Arizona Shooting Spree Suspect May Have White Supremacist Connections

After a man­hunt that lasted sev­eral hours and involved mul­ti­ple police depart­ments, author­i­ties in Mesa announced the appre­hen­sion of a sus­pect believed respon­si­ble for mul­ti­ple shoot­ings in Mesa on March 18 that killed one and injured at least five more.   The sus­pect in the shoot­ings has been iden­ti­fied by media reports as Ryan Elliott Giroux.

Ryan Elliott Giroux

Ryan Elliott Giroux

Giroux has a past crim­i­nal his­tory, includ­ing a stint in state prison.  A Depart­ment of Cor­rec­tions mug shot from his time in prison reveals that Giroux likely is or was a white suprema­cist, based on his facial tat­toos.  Giroux had the words “skin” and “head” tat­tooed on his eye­brows, while next to his left eye is a promi­nent “88” tat­too.  The numer­i­cal sym­bol “88,” which stands for “Heil Hitler” (because H is the 8th let­ter of the alpha­bet), is one of the most popular white suprema­cist tat­toos in the United States.

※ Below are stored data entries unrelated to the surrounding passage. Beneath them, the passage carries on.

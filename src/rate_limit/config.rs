//! Rate Limit Configuration
//!
//! Quota and window settings for the submission rate limiter.

use serde::{Deserialize, Serialize};
use std::fmt;
use std::str::FromStr;
use std::time::Duration;

use super::error::RateLimitError;

/// Default admissions per window
pub const DEFAULT_REQUEST_LIMIT: u32 = 5;

/// Granularity of one quota period
///
/// One window lasts exactly one of the chosen unit, so
/// `(WindowUnit::Minutes, 5)` means "at most 5 submissions per minute".
#[derive(Debug, Clone, Copy, PartialEq, Eq, Hash, Serialize, Deserialize)]
#[serde(rename_all = "lowercase")]
pub enum WindowUnit {
    Nanoseconds,
    Microseconds,
    Milliseconds,
    Seconds,
    Minutes,
    Hours,
    Days,
}

impl WindowUnit {
    /// Length of one window of this unit
    pub fn duration(&self) -> Duration {
        match self {
            WindowUnit::Nanoseconds => Duration::from_nanos(1),
            WindowUnit::Microseconds => Duration::from_micros(1),
            WindowUnit::Milliseconds => Duration::from_millis(1),
            WindowUnit::Seconds => Duration::from_secs(1),
            WindowUnit::Minutes => Duration::from_secs(60),
            WindowUnit::Hours => Duration::from_secs(3600),
            WindowUnit::Days => Duration::from_secs(86_400),
        }
    }

    fn as_str(&self) -> &'static str {
        match self {
            WindowUnit::Nanoseconds => "nanoseconds",
            WindowUnit::Microseconds => "microseconds",
            WindowUnit::Milliseconds => "milliseconds",
            WindowUnit::Seconds => "seconds",
            WindowUnit::Minutes => "minutes",
            WindowUnit::Hours => "hours",
            WindowUnit::Days => "days",
        }
    }
}

impl fmt::Display for WindowUnit {
    fn fmt(&self, f: &mut fmt::Formatter<'_>) -> fmt::Result {
        f.write_str(self.as_str())
    }
}

impl FromStr for WindowUnit {
    type Err = RateLimitError;

    fn from_str(s: &str) -> Result<Self, Self::Err> {
        match s.trim().to_lowercase().as_str() {
            "nanoseconds" | "ns" => Ok(WindowUnit::Nanoseconds),
            "microseconds" | "us" => Ok(WindowUnit::Microseconds),
            "milliseconds" | "ms" => Ok(WindowUnit::Milliseconds),
            "seconds" | "s" => Ok(WindowUnit::Seconds),
            "minutes" | "m" => Ok(WindowUnit::Minutes),
            "hours" | "h" => Ok(WindowUnit::Hours),
            "days" | "d" => Ok(WindowUnit::Days),
            other => Err(RateLimitError::InvalidConfiguration(format!(
                "unknown window unit: {}",
                other
            ))),
        }
    }
}

/// How admissions are counted against the window
///
/// `Fixed` resets the count at every window boundary. Up to `2 * capacity`
/// grants can land in a short span straddling a boundary.
///
/// `Sliding` keeps the timestamp of every grant and admits only while fewer
/// than `capacity` grants fall inside the trailing window, so any interval
/// of window length holds at most `capacity` grants.
#[derive(Debug, Clone, Copy, PartialEq, Eq, Hash, Default, Serialize, Deserialize)]
#[serde(rename_all = "lowercase")]
pub enum WindowPolicy {
    #[default]
    Fixed,
    Sliding,
}

impl FromStr for WindowPolicy {
    type Err = RateLimitError;

    fn from_str(s: &str) -> Result<Self, Self::Err> {
        match s.trim().to_lowercase().as_str() {
            "fixed" => Ok(WindowPolicy::Fixed),
            "sliding" => Ok(WindowPolicy::Sliding),
            other => Err(RateLimitError::InvalidConfiguration(format!(
                "unknown window policy: {}",
                other
            ))),
        }
    }
}

/// Rate limit configuration
#[derive(Debug, Clone, PartialEq, Serialize, Deserialize)]
#[serde(default)]
pub struct RateLimitConfig {
    /// Length of one quota period
    pub window_unit: WindowUnit,

    /// Maximum submissions per period
    pub request_limit: u32,

    /// Window counting policy
    pub policy: WindowPolicy,
}

impl Default for RateLimitConfig {
    fn default() -> Self {
        Self {
            window_unit: WindowUnit::Minutes,
            request_limit: DEFAULT_REQUEST_LIMIT,
            policy: WindowPolicy::Fixed,
        }
    }
}

impl RateLimitConfig {
    /// Create a configuration for `request_limit` submissions per `window_unit`
    pub fn new(window_unit: WindowUnit, request_limit: u32) -> Self {
        Self {
            window_unit,
            request_limit,
            ..Self::default()
        }
    }

    /// Use the given window policy
    pub fn with_policy(mut self, policy: WindowPolicy) -> Self {
        self.policy = policy;
        self
    }

    /// Load configuration from environment variables
    ///
    /// Unparseable values are ignored and the default kept.
    pub fn from_env() -> Self {
        Self::default().apply_env_overrides()
    }

    /// Apply `REGISTRY_CLIENT_*` environment overrides on top of `self`
    pub fn apply_env_overrides(self) -> Self {
        self.apply_overrides(|key| std::env::var(key).ok())
    }

    /// Apply overrides read through `lookup`
    pub(crate) fn apply_overrides(mut self, lookup: impl Fn(&str) -> Option<String>) -> Self {
        if let Some(val) = lookup("REGISTRY_CLIENT_WINDOW_UNIT") {
            if let Ok(unit) = val.parse() {
                self.window_unit = unit;
            }
        }

        if let Some(val) = lookup("REGISTRY_CLIENT_REQUEST_LIMIT") {
            if let Ok(limit) = val.trim().parse() {
                self.request_limit = limit;
            }
        }

        if let Some(val) = lookup("REGISTRY_CLIENT_WINDOW_POLICY") {
            if let Ok(policy) = val.parse() {
                self.policy = policy;
            }
        }

        self
    }

    /// Get window duration
    pub fn window(&self) -> Duration {
        self.window_unit.duration()
    }

    /// Reject a zero request limit
    pub fn validate(&self) -> Result<(), RateLimitError> {
        if self.request_limit == 0 {
            return Err(RateLimitError::InvalidConfiguration(
                "request limit must be > 0".to_string(),
            ));
        }
        Ok(())
    }
}

#[cfg(test)]
mod tests {
    use super::*;

    #[test]
    fn test_default_config() {
        let config = RateLimitConfig::default();
        assert_eq!(config.request_limit, DEFAULT_REQUEST_LIMIT);
        assert_eq!(config.window_unit, WindowUnit::Minutes);
        assert_eq!(config.policy, WindowPolicy::Fixed);
    }

    #[test]
    fn test_window_duration() {
        let config = RateLimitConfig::new(WindowUnit::Seconds, 10);
        assert_eq!(config.window(), Duration::from_secs(1));
        assert_eq!(WindowUnit::Hours.duration(), Duration::from_secs(3600));
        assert_eq!(WindowUnit::Milliseconds.duration(), Duration::from_millis(1));
    }

    #[test]
    fn test_window_unit_parse() {
        assert_eq!("MINUTES".parse::<WindowUnit>().unwrap(), WindowUnit::Minutes);
        assert_eq!(" ms ".parse::<WindowUnit>().unwrap(), WindowUnit::Milliseconds);
        assert!("fortnights".parse::<WindowUnit>().is_err());
    }

    #[test]
    fn test_window_policy_parse() {
        assert_eq!("sliding".parse::<WindowPolicy>().unwrap(), WindowPolicy::Sliding);
        assert!("leaky".parse::<WindowPolicy>().is_err());
    }

    #[test]
    fn test_overrides() {
        let config = RateLimitConfig::default().apply_overrides(|key| match key {
            "REGISTRY_CLIENT_WINDOW_UNIT" => Some("hours".to_string()),
            "REGISTRY_CLIENT_REQUEST_LIMIT" => Some("100".to_string()),
            "REGISTRY_CLIENT_WINDOW_POLICY" => Some("bogus".to_string()),
            _ => None,
        });
        assert_eq!(config.window_unit, WindowUnit::Hours);
        assert_eq!(config.request_limit, 100);
        assert_eq!(config.policy, WindowPolicy::Fixed);
    }

    #[test]
    fn test_validate_rejects_zero_limit() {
        let config = RateLimitConfig::new(WindowUnit::Minutes, 0);
        assert!(matches!(
            config.validate(),
            Err(RateLimitError::InvalidConfiguration(_))
        ));
    }

    #[test]
    fn test_config_serialization() {
        let config = RateLimitConfig::new(WindowUnit::Hours, 42).with_policy(WindowPolicy::Sliding);
        let json = serde_json::to_string(&config).unwrap();
        assert!(json.contains("\"hours\""));
        assert!(json.contains("\"sliding\""));
        let parsed: RateLimitConfig = serde_json::from_str(&json).unwrap();
        assert_eq!(config, parsed);
    }
}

Giroux also has a Celtic knot­work tat­too on his chin.  Such tat­toos are pop­u­lar with white suprema­cists, though also used by others.

The shoot­ings began at a motel in Mesa around 8:45am, where two peo­ple were shot, one fatally.  The shooter went to a nearby restau­rant, where he allegedly shot a woman and stole a car.  Other shoot­ings occurred as the sus­pect tried to evade appre­hen­sion.   Mesa police offi­cers even­tu­ally tracked down and appre­hended Giroux.

The motive for the shoot­ings is not yet known.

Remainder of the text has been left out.